Monday 9 July 2012

The Flow

In the past few months, my life has been one hell of a ride. Totally unpredictable! Which is really surprising to me because I am so used to sleeping at 5 or 6 in the morning, skipping the following breakfast and if possible lunch too; trying to keep myself sane as thoughts in my head took a toll.

Now, having to get up at 6 every morning, not even in my own room has left me a bit shocked. I don’t have to try and keep myself sane, I simply don’t have that kind of time. What I do have is a few minutes here and there where I stand all alone wondering just what the hell happened.

Sometimes it is a desperate desire to have someone to hold me; sometimes it is a sort of anger and confusion on my situation… But most of the times, it is the certainty, I terribly miss.

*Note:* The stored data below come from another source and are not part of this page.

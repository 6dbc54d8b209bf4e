/**
 * Profile Model
 *
 * A developer profile: one per user, with scalar details, a skills list,
 * social links and newest-first experience and education histories.
 */

use chrono::{DateTime, NaiveDate, Utc};
use serde::{Deserialize, Serialize};
use uuid::Uuid;

/// Social links, keyed by platform
#[derive(Debug, Clone, Default, Serialize, Deserialize, PartialEq)]
pub struct Social {
    #[serde(default, skip_serializing_if = "Option::is_none")]
    pub youtube: Option<String>,
    #[serde(default, skip_serializing_if = "Option::is_none")]
    pub twitter: Option<String>,
    #[serde(default, skip_serializing_if = "Option::is_none")]
    pub facebook: Option<String>,
    #[serde(default, skip_serializing_if = "Option::is_none")]
    pub linkedin: Option<String>,
    #[serde(default, skip_serializing_if = "Option::is_none")]
    pub instagram: Option<String>,
}

/// One job in the experience history
#[derive(Debug, Clone, Serialize, Deserialize, PartialEq)]
pub struct Experience {
    #[serde(rename = "_id")]
    pub id: Uuid,
    pub title: String,
    pub company: String,
    #[serde(default)]
    pub location: Option<String>,
    pub from: NaiveDate,
    #[serde(default)]
    pub to: Option<NaiveDate>,
    #[serde(default)]
    pub current: bool,
    #[serde(default)]
    pub description: Option<String>,
}

/// One school in the education history
#[derive(Debug, Clone, Serialize, Deserialize, PartialEq)]
pub struct Education {
    #[serde(rename = "_id")]
    pub id: Uuid,
    pub school: String,
    pub degree: String,
    pub fieldofstudy: String,
    pub from: NaiveDate,
    #[serde(default)]
    pub to: Option<NaiveDate>,
    #[serde(default)]
    pub current: bool,
    #[serde(default)]
    pub description: Option<String>,
}

/// Profile document
#[derive(Debug, Clone, Serialize, Deserialize, PartialEq)]
pub struct Profile {
    #[serde(rename = "_id")]
    pub id: Uuid,
    /// Owning user
    pub user: Uuid,
    #[serde(default)]
    pub company: Option<String>,
    #[serde(default)]
    pub website: Option<String>,
    #[serde(default)]
    pub location: Option<String>,
    #[serde(default)]
    pub bio: Option<String>,
    #[serde(default)]
    pub status: Option<String>,
    #[serde(default)]
    pub githubusername: Option<String>,
    #[serde(default)]
    pub skills: Vec<String>,
    #[serde(default)]
    pub social: Social,
    /// Newest first
    #[serde(default)]
    pub experience: Vec<Experience>,
    /// Newest first
    #[serde(default)]
    pub education: Vec<Education>,
    pub date: DateTime<Utc>,
}

/// Fields supplied by one create-or-update request
///
/// `None` leaves the stored value untouched. `social` is not optional: the
/// stored links are replaced by exactly the links in the request.
#[derive(Debug, Clone, Default)]
pub struct ProfileUpdate {
    pub company: Option<String>,
    pub website: Option<String>,
    pub location: Option<String>,
    pub bio: Option<String>,
    pub status: Option<String>,
    pub githubusername: Option<String>,
    pub skills: Option<Vec<String>>,
    pub social: Social,
}

impl Profile {
    /// Empty profile for a user
    pub fn new(user: Uuid) -> Self {
        Self {
            id: Uuid::new_v4(),
            user,
            company: None,
            website: None,
            location: None,
            bio: None,
            status: None,
            githubusername: None,
            skills: Vec::new(),
            social: Social::default(),
            experience: Vec::new(),
            education: Vec::new(),
            date: Utc::now(),
        }
    }

    /// Merge an update into this profile
    pub fn apply(&mut self, update: ProfileUpdate) {
        let ProfileUpdate {
            company,
            website,
            location,
            bio,
            status,
            githubusername,
            skills,
            social,
        } = update;

        merge(&mut self.company, company);
        merge(&mut self.website, website);
        merge(&mut self.location, location);
        merge(&mut self.bio, bio);
        merge(&mut self.status, status);
        merge(&mut self.githubusername, githubusername);
        if let Some(skills) = skills {
            self.skills = skills;
        }
        self.social = social;
    }

    /// Insert an experience entry at the head of the history
    pub fn add_experience(&mut self, entry: Experience) {
        self.experience.insert(0, entry);
    }

    /// Remove the experience entry with the given id
    pub fn remove_experience(&mut self, id: Uuid) -> Option<Experience> {
        let index = self.experience.iter().position(|e| e.id == id)?;
        Some(self.experience.remove(index))
    }

    /// Insert an education entry at the head of the history
    pub fn add_education(&mut self, entry: Education) {
        self.education.insert(0, entry);
    }

    /// Remove the education entry with the given id
    pub fn remove_education(&mut self, id: Uuid) -> Option<Education> {
        let index = self.education.iter().position(|e| e.id == id)?;
        Some(self.education.remove(index))
    }
}

fn merge(slot: &mut Option<String>, value: Option<String>) {
    if value.is_some() {
        *slot = value;
    }
}

/// Split a comma-separated skills string, trimming each entry
pub fn parse_skills(input: &str) -> Vec<String> {
    input.split(',').map(|skill| skill.trim().to_string()).collect()
}
/**
 * PostgreSQL Store
 *
 * Users live in a relational table with a unique email index. Profiles and
 * posts are stored whole as JSONB documents, with the owning user id (and
 * the post date) pulled out into columns for lookups and ordering.
 */

use async_trait::async_trait;
use sqlx::{types::Json, PgPool};
use uuid::Uuid;

use super::{Store, StoreError, USER_EXISTS_MESSAGE};
use crate::shared::{Post, Profile, User};

const USER_COLUMNS: &str =
    "id, first_name, last_name, email, password_hash, avatar, birthday, gender, created_at, updated_at";

pub struct PgStore {
    pool: PgPool,
}

impl PgStore {
    pub fn new(pool: PgPool) -> Self {
        Self { pool }
    }

    /// Run the bundled migrations
    pub async fn migrate(&self) -> Result<(), sqlx::migrate::MigrateError> {
        sqlx::migrate!().run(&self.pool).await
    }

    pub fn pool(&self) -> &PgPool {
        &self.pool
    }
}

#[async_trait]
impl Store for PgStore {
    async fn insert_user(&self, user: &User) -> Result<(), StoreError> {
        let result = sqlx::query(
            r#"
            INSERT INTO users (id, first_name, last_name, email, password_hash, avatar, birthday, gender, created_at, updated_at)
            VALUES ($1, $2, $3, $4, $5, $6, $7, $8, $9, $10)
            "#,
        )
        .bind(user.id)
        .bind(&user.first_name)
        .bind(&user.last_name)
        .bind(&user.email)
        .bind(&user.password_hash)
        .bind(&user.avatar)
        .bind(user.birthday)
        .bind(&user.gender)
        .bind(user.created_at)
        .bind(user.updated_at)
        .execute(&self.pool)
        .await;

        match result {
            Ok(_) => Ok(()),
            Err(sqlx::Error::Database(db)) if db.is_unique_violation() => {
                Err(StoreError::Duplicate(USER_EXISTS_MESSAGE.to_string()))
            }
            Err(e) => Err(e.into()),
        }
    }

    async fn find_user_by_id(&self, id: Uuid) -> Result<Option<User>, StoreError> {
        let user = sqlx::query_as::<_, User>(&format!(
            "SELECT {} FROM users WHERE id = $1",
            USER_COLUMNS
        ))
        .bind(id)
        .fetch_optional(&self.pool)
        .await?;

        Ok(user)
    }

    async fn find_user_by_email(&self, email: &str) -> Result<Option<User>, StoreError> {
        let user = sqlx::query_as::<_, User>(&format!(
            "SELECT {} FROM users WHERE email = $1",
            USER_COLUMNS
        ))
        .bind(email)
        .fetch_optional(&self.pool)
        .await?;

        Ok(user)
    }

    async fn delete_user(&self, id: Uuid) -> Result<Option<User>, StoreError> {
        let user = sqlx::query_as::<_, User>(&format!(
            "DELETE FROM users WHERE id = $1 RETURNING {}",
            USER_COLUMNS
        ))
        .bind(id)
        .fetch_optional(&self.pool)
        .await?;

        Ok(user)
    }

    async fn find_profile_by_user(&self, user_id: Uuid) -> Result<Option<Profile>, StoreError> {
        let profile = sqlx::query_scalar::<_, Json<Profile>>(
            "SELECT document FROM profiles WHERE user_id = $1",
        )
        .bind(user_id)
        .fetch_optional(&self.pool)
        .await?;

        Ok(profile.map(|Json(p)| p))
    }

    async fn list_profiles(&self) -> Result<Vec<Profile>, StoreError> {
        let profiles = sqlx::query_scalar::<_, Json<Profile>>(
            "SELECT document FROM profiles ORDER BY created_at ASC",
        )
        .fetch_all(&self.pool)
        .await?;

        Ok(profiles.into_iter().map(|Json(p)| p).collect())
    }

    async fn save_profile(&self, profile: &Profile) -> Result<(), StoreError> {
        sqlx::query(
            r#"
            INSERT INTO profiles (id, user_id, document, created_at)
            VALUES ($1, $2, $3, $4)
            ON CONFLICT (user_id) DO UPDATE SET document = EXCLUDED.document
            "#,
        )
        .bind(profile.id)
        .bind(profile.user)
        .bind(Json(profile))
        .bind(profile.date)
        .execute(&self.pool)
        .await?;

        Ok(())
    }

    async fn delete_profile_by_user(&self, user_id: Uuid) -> Result<Option<Profile>, StoreError> {
        let profile = sqlx::query_scalar::<_, Json<Profile>>(
            "DELETE FROM profiles WHERE user_id = $1 RETURNING document",
        )
        .bind(user_id)
        .fetch_optional(&self.pool)
        .await?;

        Ok(profile.map(|Json(p)| p))
    }

    async fn list_posts(&self) -> Result<Vec<Post>, StoreError> {
        let posts = sqlx::query_scalar::<_, Json<Post>>(
            "SELECT document FROM posts ORDER BY created_at DESC",
        )
        .fetch_all(&self.pool)
        .await?;

        Ok(posts.into_iter().map(|Json(p)| p).collect())
    }

    async fn find_post(&self, id: Uuid) -> Result<Option<Post>, StoreError> {
        let post = sqlx::query_scalar::<_, Json<Post>>("SELECT document FROM posts WHERE id = $1")
            .bind(id)
            .fetch_optional(&self.pool)
            .await?;

        Ok(post.map(|Json(p)| p))
    }

    async fn save_post(&self, post: &Post) -> Result<(), StoreError> {
        sqlx::query(
            r#"
            INSERT INTO posts (id, user_id, document, created_at)
            VALUES ($1, $2, $3, $4)
            ON CONFLICT (id) DO UPDATE SET document = EXCLUDED.document
            "#,
        )
        .bind(post.id)
        .bind(post.user)
        .bind(Json(post))
        .bind(post.date)
        .execute(&self.pool)
        .await?;

        Ok(())
    }

    async fn delete_post(&self, id: Uuid) -> Result<Option<Post>, StoreError> {
        let post = sqlx::query_scalar::<_, Json<Post>>(
            "DELETE FROM posts WHERE id = $1 RETURNING document",
        )
        .bind(id)
        .fetch_optional(&self.pool)
        .await?;

        Ok(post.map(|Json(p)| p))
    }

    async fn delete_posts_by_user(&self, user_id: Uuid) -> Result<u64, StoreError> {
        let result = sqlx::query("DELETE FROM posts WHERE user_id = $1")
            .bind(user_id)
            .execute(&self.pool)
            .await?;

        Ok(result.rows_affected())
    }
}

#[cfg(test)]
mod tests {
    use super::*;
    use assert_matches::assert_matches;
    use chrono::{Duration, NaiveDate};
    use pretty_assertions::assert_eq;

    fn user(email: &str) -> User {
        User::new(
            "Ada".to_string(),
            "Lovelace".to_string(),
            email.to_string(),
            "$2b$10$hash".to_string(),
            NaiveDate::from_ymd_opt(1815, 12, 10).unwrap(),
            "female".to_string(),
        )
    }

    #[sqlx::test]
    #[ignore] // Requires a PostgreSQL DATABASE_URL
    async fn test_users_round_trip_and_reject_duplicate_email(pool: PgPool) {
        let store = PgStore::new(pool);
        let ada = user("ada@example.com");
        store.insert_user(&ada).await.unwrap();

        let found = store.find_user_by_email("ada@example.com").await.unwrap().unwrap();
        assert_eq!(found.id, ada.id);
        assert_eq!(found.birthday, ada.birthday);
        assert_eq!(store.find_user_by_id(ada.id).await.unwrap().unwrap().email, ada.email);

        let err = store.insert_user(&user("ada@example.com")).await.unwrap_err();
        assert_matches!(err, StoreError::Duplicate(msg) if msg == USER_EXISTS_MESSAGE);

        assert_eq!(store.delete_user(ada.id).await.unwrap().unwrap().id, ada.id);
        assert!(store.find_user_by_id(ada.id).await.unwrap().is_none());
    }

    #[sqlx::test]
    #[ignore] // Requires a PostgreSQL DATABASE_URL
    async fn test_profile_is_upserted_per_user(pool: PgPool) {
        let store = PgStore::new(pool);
        let ada = user("ada@example.com");
        store.insert_user(&ada).await.unwrap();

        let mut profile = Profile::new(ada.id);
        profile.status = Some("Developer".to_string());
        store.save_profile(&profile).await.unwrap();

        profile.skills = vec!["Rust".to_string(), "SQL".to_string()];
        store.save_profile(&profile).await.unwrap();

        assert_eq!(store.list_profiles().await.unwrap(), vec![profile.clone()]);
        assert_eq!(store.find_profile_by_user(ada.id).await.unwrap(), Some(profile.clone()));

        assert_eq!(store.delete_profile_by_user(ada.id).await.unwrap(), Some(profile));
        assert!(store.find_profile_by_user(ada.id).await.unwrap().is_none());
    }

    #[sqlx::test]
    #[ignore] // Requires a PostgreSQL DATABASE_URL
    async fn test_deleting_user_removes_profile(pool: PgPool) {
        let store = PgStore::new(pool);
        let ada = user("ada@example.com");
        store.insert_user(&ada).await.unwrap();
        store.save_profile(&Profile::new(ada.id)).await.unwrap();

        store.delete_user(ada.id).await.unwrap();

        assert!(store.find_profile_by_user(ada.id).await.unwrap().is_none());
    }

    #[sqlx::test]
    #[ignore] // Requires a PostgreSQL DATABASE_URL
    async fn test_profile_for_missing_user_is_rejected(pool: PgPool) {
        let store = PgStore::new(pool);

        let err = store.save_profile(&Profile::new(Uuid::new_v4())).await.unwrap_err();
        assert_matches!(err, StoreError::Database(_));
    }

    #[sqlx::test]
    #[ignore] // Requires a PostgreSQL DATABASE_URL
    async fn test_posts_newest_first_and_bulk_delete(pool: PgPool) {
        let store = PgStore::new(pool);
        let ada = user("ada@example.com");
        let grace = user("grace@example.com");

        let mut older = Post::new(&ada, "first".to_string());
        older.date -= Duration::minutes(5);
        let newer = Post::new(&ada, "second".to_string());
        let other = Post::new(&grace, "hello".to_string());
        for post in [&older, &newer, &other] {
            store.save_post(post).await.unwrap();
        }

        let texts: Vec<_> = store
            .list_posts()
            .await
            .unwrap()
            .into_iter()
            .filter(|p| p.user == ada.id)
            .map(|p| p.text)
            .collect();
        assert_eq!(texts, vec!["second", "first"]);

        let mut liked = newer.clone();
        liked.like(grace.id).unwrap();
        store.save_post(&liked).await.unwrap();
        assert_eq!(store.find_post(newer.id).await.unwrap(), Some(liked));

        assert_eq!(store.delete_posts_by_user(ada.id).await.unwrap(), 2);
        assert_eq!(store.delete_post(other.id).await.unwrap().map(|p| p.id), Some(other.id));
        assert!(store.list_posts().await.unwrap().is_empty());
    }
}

This is exactly what I am going through as I write this blog. But despite the feeling of having to start all over, I feel this time it’s going to be better. This time it’s going to be the way it is supposed to be… That’s how I came about writing this little poem (which does not rhyme) and to be honest, when poems don’t rhyme, I don’t like them. But then, some are written just the way they were being said in your head... This is that sort.

In a situation where it has become increasingly impossible for me to imagine how tomorrow will turn out to be, there is only one thing I am sure of, no matter how it feels, I am on the right track and something without a shadow follows me everywhere.


The Flow

So many songs to hear,
But only one that I go back to;
Again and again and again,
The song that plays the music of my life,
The song that reminds me of the times I cherish;
The times I have missed,
In the arms of something unknown,
I embrace the possibility of life,
Of the hardships and the good times yet to come,
Along with the endless flow of music,
I know for the first time in my life,
I am not alone,
There is a flow,
And I am following it.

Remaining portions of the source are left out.